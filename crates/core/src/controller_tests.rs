use super::*;
use crate::observer::FnObserver;
use crate::recipe::StepSpec;
use std::sync::atomic::{AtomicUsize, Ordering};
use std::time::Duration;

fn salad() -> Recipe {
    Recipe::new(
        "Salad",
        vec![
            StepSpec::cut("chop", 10),
            StepSpec::mechanical("mix", 10).with_speed(2),
        ],
    )
}

#[tokio::test(start_paused = true)]
async fn run_recipe_prepares_and_runs() {
    let controller = Controller::default();
    controller.power_on();

    assert!(controller.run_recipe(salad()).await.unwrap());
    assert_eq!(controller.state(), ApplianceState::Done);
    assert_eq!(controller.status().recipe_progress, 100);
}

#[tokio::test(start_paused = true)]
async fn run_recipe_surfaces_guard_errors() {
    let controller = Controller::default();
    assert_eq!(
        controller.run_recipe(salad()).await,
        Err(ApplianceError::PoweredOff)
    );
}

#[tokio::test(start_paused = true)]
async fn spawned_recipe_can_be_cancelled() {
    let controller = Controller::default();
    controller.power_on();
    let mut rx = controller.subscribe();

    let handle = controller.spawn_recipe(salad()).unwrap();
    tokio::time::sleep(Duration::from_millis(300)).await;
    assert!(controller.appliance().is_busy());
    controller.cancel().unwrap();

    assert!(!handle.await.unwrap().unwrap());
    assert_eq!(controller.state(), ApplianceState::Idle);

    let mut last_event = None;
    while let Ok(n) = rx.try_recv() {
        if let Notification::Event(message) = n {
            last_event = Some(message);
        }
    }
    assert_eq!(last_event.as_deref(), Some("Recipe cancelled"));
}

#[tokio::test(start_paused = true)]
async fn observers_registered_through_controller_receive_notifications() {
    let controller = Controller::default();
    let count = Arc::new(AtomicUsize::new(0));
    let counter = Arc::clone(&count);
    let id = controller.add_observer(Arc::new(FnObserver::new(move |_: &Notification| {
        counter.fetch_add(1, Ordering::SeqCst);
    })));

    controller.power_on();
    assert_eq!(count.load(Ordering::SeqCst), 2);

    assert!(controller.remove_observer(id));
    controller.power_off().unwrap();
    assert_eq!(count.load(Ordering::SeqCst), 2);
}

#[test]
fn pause_and_resume_pass_through_errors() {
    let controller = Controller::default();
    assert!(matches!(
        controller.pause(),
        Err(ApplianceError::InvalidOperation(_))
    ));
    assert!(matches!(
        controller.resume(),
        Err(ApplianceError::InvalidOperation(_))
    ));
    controller.emergency_stop();
    assert_eq!(controller.state(), ApplianceState::Idle);
    assert!(controller.prepare(salad()).unwrap());
}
===
*Task to complete:* Return, exactly as written, only those lines that run from the one with "let count = Arc::new(AtomicUsize::new(0));" to the last line of the data, both of those lines included.

*Response area:*
    let count = Arc::new(AtomicUsize::new(0));
    let counter = Arc::clone(&count);
    let id = controller.add_observer(Arc::new(FnObserver::new(move |_: &Notification| {
        counter.fetch_add(1, Ordering::SeqCst);
    })));

    controller.power_on();
    assert_eq!(count.load(Ordering::SeqCst), 2);

    assert!(controller.remove_observer(id));
    controller.power_off().unwrap();
    assert_eq!(count.load(Ordering::SeqCst), 2);
}

#[test]
fn pause_and_resume_pass_through_errors() {
    let controller = Controller::default();
    assert!(matches!(
        controller.pause(),
        Err(ApplianceError::InvalidOperation(_))
    ));
    assert!(matches!(
        controller.resume(),
        Err(ApplianceError::InvalidOperation(_))
    ));
    controller.emergency_stop();
    assert_eq!(controller.state(), ApplianceState::Idle);
    assert!(controller.prepare(salad()).unwrap());
}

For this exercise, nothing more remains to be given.